Since then, Sedina dreamt of being an Olympian. “I would imagine myself at the start, bravely descending to the finish line, and then proudly taking the top place on the podium," she says.

But, after a promising start, her dreams of one day competing were shattered after a severe injury in 2013 appeared to end her ski career. It crushed her world.
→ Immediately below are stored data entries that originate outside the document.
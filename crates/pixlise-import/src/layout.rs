//! Archive layout detection and per-product decoding
//!
//! Two instrument directory layouts are delivered. The older "pipeline" one
//! names each directory after what it holds; the "data-drive" one names
//! directories by product type. Both are described as a table of
//! [`ProductDir`]s, each mapped to the decoder for its role. Lab breadboard
//! deliveries have no product names and are read by [`crate::breadboard`].

use pixlise_common::{PixliseError, Result};
use std::collections::BTreeMap;
use tracing::{info, warn};

use crate::archive::ArchiveTree;
use crate::breadboard::{self, BreadboardParams, DEFAULT_MSA_DIR};
use crate::decode::matched_images::check_references;
use crate::decode::{
    BeamDecoder, DecodeContext, Decoder, HousekeepingDecoder, MatchedImageDecoder, MsaDecoder,
    PseudoIntensityDecoder, PseudoIntensityRangeDecoder, SpectraCsvDecoder,
};
use crate::model::{
    BeamLocationByPmc, HousekeepingData, ImageMeta, MatchedImage, MetaValue, PseudoIntensities,
    PseudoIntensityRange, ReadType, SpectraByPmc, META_DETECTOR_ID, META_PMC, META_READTYPE,
};
use crate::orchestrator::PARAM_FILE;
use crate::paths::PSEUDO_INTENSITY_RANGES;
use crate::product_id::{latest_versions, FileNameMeta};

/// Directory holding image alignment descriptors
pub const MATCHED_DIR: &str = "MATCHED";

/// Colour filter of a white-light DISCO image
const WHITE_FILTER: &str = "W";

#[derive(Debug, Clone, Copy, PartialEq, Eq)]
pub enum Layout {
    Pipeline,
    DataDrive,
    Breadboard,
}

impl Layout {
    /// Picks the layout by its marker directory at the archive root
    pub fn detect(tree: &ArchiveTree) -> Option<Self> {
        let dirs = tree.root_dirs();
        if dirs.contains("drift_corr_x_ray_beam_location") {
            Some(Layout::Pipeline)
        } else if dirs.contains("RSI") {
            Some(Layout::DataDrive)
        } else if dirs.contains(DEFAULT_MSA_DIR) || tree.contains(PARAM_FILE) {
            Some(Layout::Breadboard)
        } else {
            None
        }
    }

    pub fn product_dirs(self) -> &'static [ProductDir] {
        match self {
            Layout::Pipeline => &PIPELINE_DIRS,
            Layout::DataDrive => &DATA_DRIVE_DIRS,
            Layout::Breadboard => &[],
        }
    }
}

impl std::fmt::Display for Layout {
    fn fmt(&self, f: &mut std::fmt::Formatter<'_>) -> std::fmt::Result {
        match self {
            Layout::Pipeline => write!(f, "pipeline"),
            Layout::DataDrive => write!(f, "data-drive"),
            Layout::Breadboard => write!(f, "breadboard"),
        }
    }
}

#[derive(Debug, Clone, Copy, PartialEq, Eq, PartialOrd, Ord)]
pub enum ProductRole {
    Beam,
    Spectra,
    BulkMax,
    ContextImage,
    Housekeeping,
    PseudoIntensity,
    Rgbu,
    Disco,
}

impl ProductRole {
    pub fn decoder(self) -> ProductDecoder {
        match self {
            ProductRole::Beam => ProductDecoder::Beam(BeamDecoder::multi_image()),
            ProductRole::Spectra => ProductDecoder::Spectra(SpectraCsvDecoder),
            ProductRole::BulkMax => ProductDecoder::BulkMax(MsaDecoder::multi_detector(false)),
            ProductRole::Housekeeping => ProductDecoder::Housekeeping(HousekeepingDecoder::default()),
            ProductRole::PseudoIntensity => ProductDecoder::PseudoIntensity(PseudoIntensityDecoder),
            ProductRole::ContextImage | ProductRole::Rgbu | ProductRole::Disco => ProductDecoder::Image,
        }
    }
}

/// One product directory of a layout
#[derive(Debug, Clone, Copy)]
pub struct ProductDir {
    pub role: ProductRole,
    pub dirs: &'static [&'static str],
    /// Compared case-insensitively
    pub extension: &'static str,
    /// How many current files are normal; only used for warnings
    pub expected: Option<usize>,
}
However, five years later, Sedina is back on her feet and her spirits are high. Even as she watches the Winter Olympics taking place in Pyeongchang, South Korea from her home in Sarajevo, she is planning ways to get back into the sport.

Love at first sight

Skiing has always been Sedina’s biggest passion. She remembers her first wish ever was to get a pair of ski goggles. Her SOS mother, Hidajeta Djonlagic, happily fulfilled that wish – and she still has those goggles to this day.
Sedina and her SOS mother. Photo: SOS archives

Sedina pursued the sport, working with several coaches all of whom saw her as a promising talent. “Skiing for me is such a magnificent feeling. When I'm skiing, nothing else matters. I feel invincible, brave, and powerful,” she says.

The high hopes of the young skier came tumbling down when a training accident during a downhill run caused severe damage to her right knee. But although her dreams of becoming a champion vanished at that moment, she is not giving up.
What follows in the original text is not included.